▶

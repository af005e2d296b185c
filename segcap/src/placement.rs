use rand::Rng;
use rand_pcg::Pcg32;
use serde::{Deserialize, Serialize};
use thiserror::Error;

use crate::{
    camera::{CaptureRequest, Lens, Orientation},
    math::{Bounds3, Point3, Vec3},
    scene::Scene,
    segcap_info, segcap_warn,
};

#[derive(Debug, Error, PartialEq)]
pub enum PlacementError {
    #[error("Road '{0}' has no measurable extent")]
    NoExtent(String),
    #[error("Invalid spacing [{min}, {max}]")]
    InvalidSpacing { min: f32, max: f32 },
}

#[derive(Copy, Clone, Debug, Deserialize, Serialize, PartialEq)]
#[serde(default)]
pub struct PlacementSettings {
    /// Camera height above the bottom of the road bounds
    pub camera_height: f32,
    pub min_spacing: f32,
    pub max_spacing: f32,
    /// Length left uncovered at the far end of each road
    pub end_margin: f32,
    /// Center cameras get an integer yaw offset in `[-yaw_jitter, yaw_jitter)` degrees
    pub yaw_jitter: i32,
    /// Extra yaw for the side cameras in `[-side_yaw_jitter, side_yaw_jitter)` degrees
    pub side_yaw_jitter: i32,
    pub seed: u64,
}

impl Default for PlacementSettings {
    fn default() -> Self {
        Self {
            camera_height: 6.0,
            min_spacing: 30.0,
            max_spacing: 50.0,
            end_margin: 50.0,
            yaw_jitter: 10,
            side_yaw_jitter: 3,
            seed: 0,
        }
    }
}

/// Places rows of three cameras along roads, looking down the road.
pub struct RoadPlacer {
    settings: PlacementSettings,
    lens: Lens,
    rng: Pcg32,
}

impl RoadPlacer {
    pub fn new(settings: PlacementSettings, lens: Lens) -> Result<Self, PlacementError> {
        let PlacementSettings {
            min_spacing,
            max_spacing,
            ..
        } = settings;
        // The spacing range has to be finite and non-empty
        if !(min_spacing > 0.0 && min_spacing.is_finite())
            || !max_spacing.is_finite()
            || max_spacing < min_spacing
        {
            return Err(PlacementError::InvalidSpacing {
                min: min_spacing,
                max: max_spacing,
            });
        }

        Ok(Self {
            settings,
            lens,
            rng: Pcg32::new(settings.seed, 0),
        })
    }

    /// Places cameras along every road in `scene`, skipping the ones without extent.
    pub fn place_scene(&mut self, scene: &Scene) -> Vec<CaptureRequest> {
        let mut requests = Vec::new();
        for (road, bounds) in scene.roads() {
            match self.place_road(&road.name, bounds) {
                Ok(placed) => {
                    segcap_info!("Road '{}': placed {} cameras", road.name, placed.len());
                    requests.extend(placed);
                }
                Err(why) => segcap_warn!("Skipping road: {}", why),
            }
        }
        requests
    }

    /// Places cameras along a single road with world space `bounds`.
    pub fn place_road(
        &mut self,
        name: &str,
        bounds: Bounds3<f32>,
    ) -> Result<Vec<CaptureRequest>, PlacementError> {
        if bounds.is_empty() {
            return Err(PlacementError::NoExtent(name.to_string()));
        }
        let size = bounds.diagonal();
        if size.x <= 0.0 && size.z <= 0.0 {
            return Err(PlacementError::NoExtent(name.to_string()));
        }

        let center = bounds.center();
        let height = bounds.p_min.y + self.settings.camera_height;
        let along_z = size.x < size.z;
        let (start, end, direction, side, base_yaw) = if along_z {
            (
                Point3::new(center.x, height, bounds.p_min.z),
                Point3::new(center.x, height, bounds.p_max.z),
                Vec3::new(0.0, 0.0, 1.0),
                Vec3::new(1.0, 0.0, 0.0),
                0.0,
            )
        } else {
            (
                Point3::new(bounds.p_min.x, height, center.z),
                Point3::new(bounds.p_max.x, height, center.z),
                Vec3::new(1.0, 0.0, 0.0),
                Vec3::new(0.0, 0.0, 1.0),
                90.0,
            )
        };
        let side_offset = side * (size.x.min(size.z) / 4.0);

        let mut requests = Vec::new();
        let mut remaining = start.dist(end) - self.settings.end_margin;
        let mut position = start;
        while remaining > 0.0 {
            let yaw = base_yaw + self.jitter(self.settings.yaw_jitter) as f32;
            requests.push(CaptureRequest::new(
                &self.lens,
                position,
                Orientation::yaw(yaw),
            ));

            let side_yaw = yaw + self.jitter(self.settings.side_yaw_jitter) as f32;
            for p in [position - side_offset, position + side_offset] {
                requests.push(CaptureRequest::new(&self.lens, p, Orientation::yaw(side_yaw)));
            }

            let spacing = remaining.min(self.spacing());
            position += direction * spacing;
            remaining -= spacing;
        }

        Ok(requests)
    }

    fn jitter(&mut self, range: i32) -> i32 {
        if range > 0 {
            self.rng.gen_range(-range..range)
        } else {
            0
        }
    }

    fn spacing(&mut self) -> f32 {
        if self.settings.max_spacing > self.settings.min_spacing {
            self.rng
                .gen_range(self.settings.min_spacing..self.settings.max_spacing)
        } else {
            self.settings.min_spacing
        }
    }
}
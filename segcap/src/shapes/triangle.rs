use std::sync::Arc;

use super::{Mesh, Shape};
use crate::{
    hit::Hit,
    math::{Bounds3, Normal, Ray},
    scene::ObjectId,
};

// Based on Physically Based Rendering 3rd ed.
// http://www.pbr-book.org/3ed-2018/Shapes/Triangle_Meshes.html

/// A single triangle that references its vertices in a shared [Mesh].
pub struct Triangle {
    mesh: Arc<Mesh>,
    vertices: [usize; 3],
    object: ObjectId,
}

impl Triangle {
    /// Creates a new `Triangle`.
    /// `first_vertex` is the index of the first vertex index in `mesh`'s index list.
    pub fn new(mesh: Arc<Mesh>, first_vertex: usize, object: ObjectId) -> Self {
        let vertices = [
            mesh.indices[first_vertex],
            mesh.indices[first_vertex + 1],
            mesh.indices[first_vertex + 2],
        ];

        Self {
            mesh,
            vertices,
            object,
        }
    }
}

impl Shape for Triangle {
    fn intersect(&self, ray: &Ray<f32>) -> Option<Hit> {
        // Watertight test in a space where the ray lies on +z so rays through shared edges
        // can't slip between neighbouring triangles

        let (n, p0t, p1t, p2t, sz) = {
            let p0 = self.mesh.points[self.vertices[0]];
            let p1 = self.mesh.points[self.vertices[1]];
            let p2 = self.mesh.points[self.vertices[2]];

            let n = Normal::from((p1 - p0).cross(p2 - p0).normalized());

            let mut p0t = p0 - ray.o;
            let mut p1t = p1 - ray.o;
            let mut p2t = p2 - ray.o;

            // Largest direction component goes to z so the shear below is finite
            let kz = ray.d.abs().max_dimension();
            let kx = if kz < 2 { kz + 1 } else { 0 };
            let ky = if kx < 2 { kx + 1 } else { 0 };
            p0t = p0t.permuted(kx, ky, kz);
            p1t = p1t.permuted(kx, ky, kz);
            p2t = p2t.permuted(kx, ky, kz);
            let d = ray.d.permuted(kx, ky, kz);

            // z is sheared only after a hit is known
            let sx = -d.x / d.z;
            let sy = -d.y / d.z;
            let sz = 1.0 / d.z;
            p0t.x += sx * p0t.z;
            p0t.y += sy * p0t.z;
            p1t.x += sx * p1t.z;
            p1t.y += sy * p1t.z;
            p2t.x += sx * p2t.z;
            p2t.y += sy * p2t.z;

            (n, p0t, p1t, p2t, sz)
        };

        let (e0, e1, e2) = {
            let e0 = p1t.x * p2t.y - p1t.y * p2t.x;
            let e1 = p2t.x * p0t.y - p2t.y * p0t.x;
            let e2 = p0t.x * p1t.y - p0t.y * p1t.x;

            // Exactly on an edge, redo in double precision
            if (e0 == 0.0) || (e1 == 0.0) || (e2 == 0.0) {
                let e0 = (p1t.x as f64) * (p2t.y as f64) - (p1t.y as f64) * (p2t.x as f64);
                let e1 = (p2t.x as f64) * (p0t.y as f64) - (p2t.y as f64) * (p0t.x as f64);
                let e2 = (p0t.x as f64) * (p1t.y as f64) - (p0t.y as f64) * (p1t.x as f64);
                (e0 as f32, e1 as f32, e2 as f32)
            } else {
                (e0, e1, e2)
            }
        };

        // Mixed signs mean the ray passes outside
        if ((e0 < 0.0) || (e1 < 0.0) || (e2 < 0.0)) && ((e0 > 0.0) || (e1 > 0.0) || (e2 > 0.0)) {
            return None;
        }

        // Edge-on
        let det = e0 + e1 + e2;
        if det == 0.0 {
            return None;
        }

        let p0z = p0t.z * sz;
        let p1z = p1t.z * sz;
        let p2z = p2t.z * sz;
        let t_scaled = e0 * p0z + e1 * p1z + e2 * p2z;

        if ((det < 0.0) && ((t_scaled >= 0.0) || (t_scaled < ray.t_max * det)))
            || ((det > 0.0) && ((t_scaled <= 0.0) || (t_scaled > ray.t_max * det)))
        {
            return None;
        }

        let t = t_scaled / det;

        Some(Hit {
            t,
            p: ray.point(t),
            n: n.face_forward(-ray.d),
            object: self.object,
        })
    }

    fn world_bound(&self) -> Bounds3<f32> {
        Bounds3::new(
            self.mesh.points[self.vertices[0]],
            self.mesh.points[self.vertices[1]],
        )
        .union_p(self.mesh.points[self.vertices[2]])
    }

    fn object(&self) -> ObjectId {
        self.object
    }
}
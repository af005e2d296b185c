use std::collections::HashMap;

use image::{Rgb, RgbImage};

use crate::{
    hit::Hit,
    math::{Bounds2, Point2, Vec2},
    scene::{DetectableSet, ObjectId},
};

pub const FOREGROUND: Rgb<u8> = Rgb([255, 255, 255]);
pub const BACKGROUND: Rgb<u8> = Rgb([0, 0, 0]);

/// Pixels of one object within one capture.
#[derive(Clone, Debug, PartialEq)]
pub struct MaskRecord {
    object: ObjectId,
    resolution: Vec2<u32>,
    /// Row-major, `true` where the pixel's ray hit `object` first
    occupancy: Vec<bool>,
    /// Inclusive pixel bounds of the set occupancy
    bounds: Bounds2<u32>,
}

impl MaskRecord {
    /// Creates a new `MaskRecord` with only `pixel` set.
    pub fn new(object: ObjectId, resolution: Vec2<u32>, pixel: Point2<u32>) -> Self {
        let mut ret = Self {
            object,
            resolution,
            occupancy: vec![false; (resolution.x as usize) * (resolution.y as usize)],
            bounds: Bounds2::point(pixel),
        };
        ret.mark(pixel);
        ret
    }

    pub fn object(&self) -> ObjectId {
        self.object
    }

    pub fn resolution(&self) -> Vec2<u32> {
        self.resolution
    }

    pub fn bounds(&self) -> Bounds2<u32> {
        self.bounds
    }

    /// Width and height of the bounds as `max - min`, so a single pixel spans 0.
    pub fn span(&self) -> Vec2<u32> {
        self.bounds.diagonal()
    }

    fn offset(&self, pixel: Point2<u32>) -> usize {
        debug_assert!(pixel.x < self.resolution.x && pixel.y < self.resolution.y);
        (pixel.y as usize) * (self.resolution.x as usize) + (pixel.x as usize)
    }

    /// Sets `pixel` and grows the bounds to include it.
    pub fn mark(&mut self, pixel: Point2<u32>) {
        let offset = self.offset(pixel);
        self.occupancy[offset] = true;
        self.bounds = self.bounds.union_p(pixel);
    }

    pub fn is_set(&self, pixel: Point2<u32>) -> bool {
        self.occupancy[self.offset(pixel)]
    }

    pub fn occupancy(&self) -> &[bool] {
        &self.occupancy
    }

    pub fn pixel_count(&self) -> usize {
        self.occupancy.iter().filter(|&&o| o).count()
    }

    /// Recomputes the bounds from the occupancy buffer alone.
    pub fn tight_bounds(&self) -> Option<Bounds2<u32>> {
        let w = self.resolution.x as usize;
        self.occupancy
            .iter()
            .enumerate()
            .filter(|(_, &o)| o)
            .map(|(offset, _)| Point2::new((offset % w) as u32, (offset / w) as u32))
            .fold(None, |acc: Option<Bounds2<u32>>, p| {
                Some(acc.map_or_else(|| Bounds2::point(p), |b| b.union_p(p)))
            })
    }

    /// Converts the occupancy into a binary image, row 0 at the top.
    pub fn to_image(&self) -> RgbImage {
        RgbImage::from_fn(self.resolution.x, self.resolution.y, |x, y| {
            if self.is_set(Point2::new(x, y)) {
                FOREGROUND
            } else {
                BACKGROUND
            }
        })
    }
}

/// Collects per-object masks from the hits of a frame sweep.
pub struct MaskAggregator<'a> {
    resolution: Vec2<u32>,
    detectable: &'a DetectableSet,
    records: Vec<MaskRecord>,
    record_index: HashMap<ObjectId, usize>,
}

impl<'a> MaskAggregator<'a> {
    pub fn new(resolution: Vec2<u32>, detectable: &'a DetectableSet) -> Self {
        Self {
            resolution,
            detectable,
            records: Vec::new(),
            record_index: HashMap::new(),
        }
    }

    /// Records the result of the query at `pixel`.
    ///
    /// Misses and hits on objects that aren't detectable leave every record untouched.
    pub fn record(&mut self, pixel: Point2<u32>, hit: Option<Hit>) {
        let object = match hit {
            Some(Hit { object, .. }) if self.detectable.contains(object) => object,
            _ => return,
        };

        match self.record_index.get(&object) {
            Some(&index) => self.records[index].mark(pixel),
            None => {
                self.record_index.insert(object, self.records.len());
                self.records.push(MaskRecord::new(object, self.resolution, pixel));
            }
        }
    }

    pub fn get(&self, object: ObjectId) -> Option<&MaskRecord> {
        self.record_index.get(&object).map(|&i| &self.records[i])
    }

    /// Records in the order their objects were first hit
    pub fn records(&self) -> &[MaskRecord] {
        &self.records
    }

    pub fn into_records(self) -> Vec<MaskRecord> {
        self.records
    }
}
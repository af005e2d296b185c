use std::sync::Arc;

use serde::{Deserialize, Serialize};
use strum::{Display, EnumString};

use crate::{
    hit::Hit,
    math::{Bounds3, Point3, Ray, Vec3},
    shapes::Shape,
};

// Based on Physically Based Rendering 3rd ed.
// http://www.pbr-book.org/3ed-2018/Primitives_and_Intersection_Acceleration/Bounding_Volume_Hierarchies.html

#[derive(Copy, Clone, Debug, PartialEq, Eq, Deserialize, Serialize, Display, EnumString)]
pub enum SplitMethod {
    Middle,
    EqualCounts,
}

pub struct BoundingVolumeHierarchy {
    split_method: SplitMethod,
    max_shapes_in_node: usize,
    nodes: Vec<BVHNode>,
    shapes: Vec<Arc<dyn Shape>>,
}

impl BoundingVolumeHierarchy {
    /// Creates a new `BoundingVolumeHierarchy` for the given [Shape]s.
    pub fn new(
        shapes: Vec<Arc<dyn Shape>>,
        max_shapes_in_node: usize,
        split_method: SplitMethod,
    ) -> Self {
        let mut shape_info: Vec<BVHPrimitiveInfo> = shapes
            .iter()
            .enumerate()
            .map(|(i, s)| {
                let b = s.world_bound();
                BVHPrimitiveInfo {
                    shape_index: i,
                    bounds: b,
                    centroid: b.p_min + b.diagonal() * 0.5,
                }
            })
            .collect();

        let mut ret = Self {
            split_method,
            max_shapes_in_node: max_shapes_in_node.clamp(1, u16::MAX as usize),
            nodes: Vec::new(),
            shapes: Vec::new(),
        };
        if shapes.is_empty() {
            return ret;
        }

        let mut ordered_shapes = Vec::with_capacity(shapes.len());
        let (root, node_count) =
            ret.recursive_build(&shapes, &mut shape_info, 0, shapes.len(), &mut ordered_shapes);
        ret.shapes = ordered_shapes;

        ret.nodes = vec![BVHNode::default(); node_count];
        ret.flatten_tree(root, 0);

        ret
    }

    pub fn node_count(&self) -> usize {
        self.nodes.len()
    }

    pub fn shape_count(&self) -> usize {
        self.shapes.len()
    }

    /// World space bounds of everything in the hierarchy
    pub fn bounds(&self) -> Bounds3<f32> {
        self.nodes.first().map_or_else(Bounds3::empty, |n| n.bounds)
    }

    /// Finds the closest hit along `ray` within `(0, ray.t_max]`.
    pub fn intersect(&self, mut ray: Ray<f32>) -> Option<Hit> {
        if self.nodes.is_empty() {
            return None;
        }

        let mut hit: Option<Hit> = None;

        let inv_dir = Vec3::new(1.0 / ray.d.x, 1.0 / ray.d.y, 1.0 / ray.d.z);
        let dir_is_neg = [inv_dir.x < 0.0, inv_dir.y < 0.0, inv_dir.z < 0.0];

        let mut current_node_index = 0;
        let mut to_visit_stack: Vec<usize> = Vec::with_capacity(64);
        loop {
            let node = &self.nodes[current_node_index];
            if node.bounds.intersect(&ray, inv_dir, dir_is_neg) {
                match node.content {
                    NodeContent::Interior {
                        second_child_index,
                        split_axis,
                    } => {
                        // Front to back so t_max shrinks early
                        if dir_is_neg[split_axis as usize] {
                            to_visit_stack.push(current_node_index + 1);
                            current_node_index = second_child_index as usize;
                        } else {
                            to_visit_stack.push(second_child_index as usize);
                            current_node_index += 1;
                        }
                        continue;
                    }
                    NodeContent::Leaf {
                        first_shape_index,
                        shape_count,
                    } => {
                        let first = first_shape_index as usize;
                        let shape_range = first..(first + shape_count as usize);
                        for shape in &self.shapes[shape_range] {
                            if let Some(new_hit) = shape.intersect(&ray) {
                                // Shapes only report hits within t_max so this is always closer
                                ray.t_max = new_hit.t;
                                hit = Some(new_hit);
                            }
                        }
                    }
                    NodeContent::Uninitialized => unreachable!(),
                }
            }

            match to_visit_stack.pop() {
                Some(next) => current_node_index = next,
                None => break,
            }
        }
        hit
    }

    fn recursive_build(
        &self,
        shapes: &[Arc<dyn Shape>],
        shape_info: &mut [BVHPrimitiveInfo],
        start: usize,
        end: usize,
        ordered_shapes: &mut Vec<Arc<dyn Shape>>,
    ) -> (Box<BVHBuildNode>, usize) {
        let bounds = shape_info[start..end]
            .iter()
            .fold(Bounds3::default(), |b, s| b.union_b(s.bounds));
        let first_shape_index = ordered_shapes.len();

        let shape_count = end - start;
        macro_rules! init_leaf {
            () => {{
                ordered_shapes.extend(
                    shape_info[start..end]
                        .iter()
                        .map(|s| Arc::clone(&shapes[s.shape_index])),
                );
                (
                    BVHBuildNode::leaf(first_shape_index, shape_count, bounds),
                    1,
                )
            }};
        }

        if shape_count <= self.max_shapes_in_node {
            return init_leaf!();
        }

        let centroid_bounds = shape_info[start..end]
            .iter()
            .fold(Bounds3::default(), |b, s| b.union_p(s.centroid));
        let axis = centroid_bounds.maximum_extent();

        if centroid_bounds.p_max[axis] == centroid_bounds.p_min[axis] {
            // Identical centroids, can't be split
            if shape_count <= u16::MAX as usize {
                return init_leaf!();
            }
        }

        let mut mid = start;
        // 'Middle' falls back to 'equal counts' if everything lands on one side
        let split_method = match self.split_method {
            SplitMethod::Middle => {
                let mid_value = (centroid_bounds.p_min[axis] + centroid_bounds.p_max[axis]) / 2.0;
                mid = partition(&mut shape_info[start..end], |s| {
                    s.centroid[axis] < mid_value
                }) + start;

                if mid != start && mid != end {
                    SplitMethod::Middle
                } else {
                    SplitMethod::EqualCounts
                }
            }
            SplitMethod::EqualCounts => SplitMethod::EqualCounts,
        };

        if split_method == SplitMethod::EqualCounts {
            mid = (start + end) / 2;
            shape_info[start..end].select_nth_unstable_by(mid - start, |a, b| {
                a.centroid[axis]
                    .partial_cmp(&b.centroid[axis])
                    .unwrap_or(std::cmp::Ordering::Equal)
            });
        }

        let (child0, child0_node_count) =
            self.recursive_build(shapes, shape_info, start, mid, ordered_shapes);
        let (child1, child1_node_count) =
            self.recursive_build(shapes, shape_info, mid, end, ordered_shapes);
        (
            BVHBuildNode::interior(axis, child0, child1),
            1 + child0_node_count + child1_node_count,
        )
    }

    fn flatten_tree(&mut self, root: Box<BVHBuildNode>, mut next_index: usize) -> usize {
        match root.content {
            BuildNodeContent::Interior {
                children: [child0, child1],
                split_axis,
            } => {
                let self_index = next_index;
                let second_child_index = self.flatten_tree(child0, self_index + 1);
                next_index = self.flatten_tree(child1, second_child_index);
                self.nodes[self_index] =
                    BVHNode::interior(root.bounds, second_child_index, split_axis);
            }
            BuildNodeContent::Leaf {
                first_shape_index,
                shape_count,
            } => {
                self.nodes[next_index] = BVHNode::leaf(root.bounds, first_shape_index, shape_count);
                next_index += 1;
            }
        }
        next_index
    }
}

/// Moves the items matching `pred` to the front, returning how many there were.
fn partition<T, F>(items: &mut [T], pred: F) -> usize
where
    F: Fn(&T) -> bool,
{
    let mut first_false = 0;
    for i in 0..items.len() {
        if pred(&items[i]) {
            items.swap(first_false, i);
            first_false += 1;
        }
    }
    first_false
}

struct BVHPrimitiveInfo {
    shape_index: usize,
    bounds: Bounds3<f32>,
    centroid: Point3<f32>,
}

#[derive(Copy, Clone, Debug, PartialEq)]
enum NodeContent {
    Interior {
        second_child_index: u32,
        split_axis: u8,
    },
    Leaf {
        first_shape_index: u32,
        shape_count: u16,
    },
    Uninitialized,
}

#[derive(Copy, Clone)]
struct BVHNode {
    bounds: Bounds3<f32>,
    content: NodeContent,
}

impl BVHNode {
    fn default() -> Self {
        Self {
            bounds: Bounds3::default(),
            content: NodeContent::Uninitialized,
        }
    }

    fn interior(bounds: Bounds3<f32>, second_child_index: usize, split_axis: usize) -> Self {
        Self {
            bounds,
            content: NodeContent::Interior {
                second_child_index: second_child_index as u32,
                split_axis: split_axis as u8,
            },
        }
    }

    fn leaf(bounds: Bounds3<f32>, first_shape_index: usize, shape_count: usize) -> Self {
        Self {
            bounds,
            content: NodeContent::Leaf {
                first_shape_index: first_shape_index as u32,
                shape_count: shape_count as u16,
            },
        }
    }
}

enum BuildNodeContent {
    Interior {
        children: [Box<BVHBuildNode>; 2],
        split_axis: usize,
    },
    Leaf {
        // Index into the ordered shape array
        first_shape_index: usize,
        shape_count: usize,
    },
}

struct BVHBuildNode {
    bounds: Bounds3<f32>,
    content: BuildNodeContent,
}

impl BVHBuildNode {
    fn interior(
        split_axis: usize,
        child0: Box<BVHBuildNode>,
        child1: Box<BVHBuildNode>,
    ) -> Box<Self> {
        Box::new(Self {
            bounds: child0.bounds.union_b(child1.bounds),
            content: BuildNodeContent::Interior {
                children: [child0, child1],
                split_axis,
            },
        })
    }

    fn leaf(first_shape_index: usize, shape_count: usize, bounds: Bounds3<f32>) -> Box<Self> {
        Box::new(Self {
            bounds,
            content: BuildNodeContent::Leaf {
                first_shape_index,
                shape_count,
            },
        })
    }
}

◀

All lines carrying the word "were" must be copied from the data above.

    /// Records in the order their objects were first hit
/// Moves the items matching `pred` to the front, returning how many there were.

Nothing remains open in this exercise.